- [Exercise] Filter the lines below, copying only those with the string "struct".

==== Study material

use crate::config::LoggingConfig;
use color_eyre::Result;
use std::fs::{self, OpenOptions};
use std::sync::Mutex;
use tracing_subscriber::{fmt, EnvFilter};

/// Sends logs to the configured file. `RUST_LOG` wins over the configured level.
pub fn init_logging(config: &LoggingConfig) -> Result<()> {
    if let Some(dir) = config.file.parent().filter(|d| !d.as_os_str().is_empty()) {
        fs::create_dir_all(dir)?;
    }
    let file = OpenOptions::new()
        .create(true)
        .append(true)
        .open(&config.file)?;

    let env_filter =
        EnvFilter::try_from_default_env().unwrap_or_else(|_| EnvFilter::new(&config.level));

    let _ = fmt::Subscriber::builder()
        .with_env_filter(env_filter)
        .with_ansi(false)
        .with_writer(Mutex::new(file))
        .try_init();

    Ok(())
}
//! Configuration management for wayfinder.toml

use anyhow::{Context, Result};
use serde::{Deserialize, Serialize};
use std::fs;
use std::path::{Path, PathBuf};

const CONFIG_FILE: &str = "wayfinder.toml";

#[derive(Debug, Clone, Default, Serialize, Deserialize)]
pub struct Config {
    #[serde(default)]
    pub endpoint: EndpointConfig,
    #[serde(default)]
    pub agent: AgentSettings,
    #[serde(default)]
    pub search: SearchConfig,
    #[serde(default)]
    pub programs: ProgramConfig,
}

/// Completion endpoint settings
#[derive(Debug, Clone, Serialize, Deserialize)]
pub struct EndpointConfig {
    /// Base URL including the API version, e.g. `https://api.openai.com/v1`
    #[serde(default = "default_base_url")]
    pub base_url: String,
    #[serde(default = "default_model")]
    pub model: String,
    #[serde(default)]
    pub api_key: Option<String>,
    #[serde(default = "default_endpoint_timeout")]
    pub timeout_secs: u64,
    #[serde(default)]
    pub temperature: Option<f32>,
}

#[derive(Debug, Clone, Serialize, Deserialize)]
pub struct AgentSettings {
    /// Step ceiling for a single task
    #[serde(default = "default_max_actions")]
    pub max_actions: usize,
    /// Combined bound on back/forward history entries
    #[serde(default = "default_history_limit")]
    pub history_limit: usize,
    #[serde(default)]
    pub verbose: bool,
}

#[derive(Debug, Clone, Serialize, Deserialize)]
pub struct SearchConfig {
    /// Directories `find_directory` walks; empty means the home directory
    #[serde(default)]
    pub roots: Vec<PathBuf>,
    #[serde(default = "default_max_depth")]
    pub max_depth: usize,
    #[serde(default = "default_max_results")]
    pub max_results_per_root: usize,
}

#[derive(Debug, Clone, Serialize, Deserialize)]
pub struct ProgramConfig {
    #[serde(default = "default_program_timeout")]
    pub timeout_secs: u64,
    /// Ask on the terminal before running a program
    #[serde(default = "default_true")]
    pub confirm: bool,
}

fn default_base_url() -> String {
    "https://api.openai.com/v1".to_string()
}

fn default_model() -> String {
    "gpt-3.5-turbo".to_string()
}

fn default_endpoint_timeout() -> u64 {
    60
}

fn default_max_actions() -> usize {
    10
}

fn default_history_limit() -> usize {
    100
}

fn default_max_depth() -> usize {
    6
}

fn default_max_results() -> usize {
    10
}

fn default_program_timeout() -> u64 {
    30
}

fn default_true() -> bool {
    true
}

impl Default for EndpointConfig {
    fn default() -> Self {
        Self {
            base_url: default_base_url(),
            model: default_model(),
            api_key: None,
            timeout_secs: default_endpoint_timeout(),
            temperature: None,
        }
    }
}

impl Default for AgentSettings {
    fn default() -> Self {
        Self {
            max_actions: default_max_actions(),
            history_limit: default_history_limit(),
            verbose: false,
        }
    }
}

impl Default for SearchConfig {
    fn default() -> Self {
        Self {
            roots: Vec::new(),
            max_depth: default_max_depth(),
            max_results_per_root: default_max_results(),
        }
    }
}

impl Default for ProgramConfig {
    fn default() -> Self {
        Self {
            timeout_secs: default_program_timeout(),
            confirm: true,
        }
    }
}

impl Config {
    /// Resolve the configuration: `explicit` if given, else the first
    /// wayfinder.toml found, else the built-in defaults. Environment overrides
    /// are applied last through `lookup`. Also returns the file read, if any.
    pub fn load(
        explicit: Option<&Path>,
        lookup: impl Fn(&str) -> Option<String>,
    ) -> Result<(Self, Option<PathBuf>)> {
        let source = explicit.map(Path::to_path_buf).or_else(Self::find_config_path);
        let mut config = match &source {
            Some(path) => Self::load_from(path)?,
            None => Self::default_minimal(),
        };
        config.apply_overrides(lookup);
        Ok((config, source))
    }

    /// Built-in defaults for when no configuration file exists
    pub fn default_minimal() -> Self {
        Self::default()
    }

    /// Load configuration from a specific path
    pub fn load_from(path: impl AsRef<Path>) -> Result<Self> {
        let content = fs::read_to_string(path.as_ref())
            .with_context(|| format!("Failed to read {}", path.as_ref().display()))?;

        toml::from_str(&content)
            .with_context(|| format!("Failed to parse {}", path.as_ref().display()))
    }

    /// Find wayfinder.toml in the current directory or its parents, then the user config dir
    pub fn find_config_path() -> Option<PathBuf> {
        if let Ok(mut current) = std::env::current_dir() {
            for _ in 0..10 {
                let candidate = current.join(CONFIG_FILE);
                if candidate.exists() {
                    return Some(candidate);
                }
                if !current.pop() {
                    break;
                }
            }
        }

        Self::user_config_path().filter(|p| p.exists())
    }

    /// `<config dir>/wayfinder/config.toml`
    pub fn user_config_path() -> Option<PathBuf> {
        dirs::config_dir().map(|dir| dir.join("wayfinder").join("config.toml"))
    }

    /// Apply environment overrides through `lookup`
    pub fn apply_overrides(&mut self, lookup: impl Fn(&str) -> Option<String>) {
        let key = lookup("WAYFINDER_API_KEY").or_else(|| lookup("OPENAI_API_KEY"));
        if let Some(key) = key.filter(|k| !k.is_empty()) {
            self.endpoint.api_key = Some(key);
        }
        if let Some(url) = lookup("WAYFINDER_BASE_URL").filter(|u| !u.is_empty()) {
            self.endpoint.base_url = url;
        }
        if let Some(model) = lookup("WAYFINDER_MODEL").filter(|m| !m.is_empty()) {
            self.endpoint.model = model;
        }
    }

    /// Search roots, falling back to the home directory
    pub fn search_roots(&self) -> Vec<PathBuf> {
        if !self.search.roots.is_empty() {
            return self.search.roots.clone();
        }
        dirs::home_dir().into_iter().collect()
    }

    /// Render for display with the API key masked
    pub fn to_display_toml(&self) -> Result<String> {
        let mut shown = self.clone();
        if let Some(key) = shown.endpoint.api_key.as_mut() {
            *key = mask_key(key);
        }
        toml::to_string_pretty(&shown).context("Failed to serialize configuration")
    }

    /// Write a commented default configuration file to the user config dir
    pub fn create_default() -> Result<PathBuf> {
        let path = Self::user_config_path()
            .ok_or_else(|| anyhow::anyhow!("Could not determine config directory"))?;

        if path.exists() {
            anyhow::bail!("Config file already exists: {}", path.display());
        }

        if let Some(parent) = path.parent() {
            fs::create_dir_all(parent)?;
        }

        let default_config = r#"# wayfinder configuration
# Also read from ./wayfinder.toml (searched upwards from the working directory)

[endpoint]
# OpenAI-compatible base URL, including the version segment
base_url = "https://api.openai.com/v1"
model = "gpt-3.5-turbo"
# api_key = "sk-..."   # or set WAYFINDER_API_KEY / OPENAI_API_KEY
timeout_secs = 60
# temperature = 0.2

[agent]
# Maximum thought/action steps per task
max_actions = 10
# Combined back/forward history entries kept
history_limit = 100
verbose = false

[search]
# Directories searched by find_directory (default: home directory)
# roots = ["/home/me", "/mnt/data"]
max_depth = 6
max_results_per_root = 10

[programs]
timeout_secs = 30
# Ask before running a program
confirm = true
"#;

        fs::write(&path, default_config)?;

        Ok(path)
    }
}

/// Keys shorter than this are hidden completely
const MIN_REVEAL_LEN: usize = 12;

fn mask_key(key: &str) -> String {
    let len = key.chars().count();
    if len < MIN_REVEAL_LEN {
        return "********".to_string();
    }
    let tail: String = key.chars().skip(len - 4).collect();
    format!("****{}", tail)
}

========

- [Solution for this task]
pub struct Config {
pub struct EndpointConfig {
pub struct AgentSettings {
pub struct SearchConfig {
pub struct ProgramConfig {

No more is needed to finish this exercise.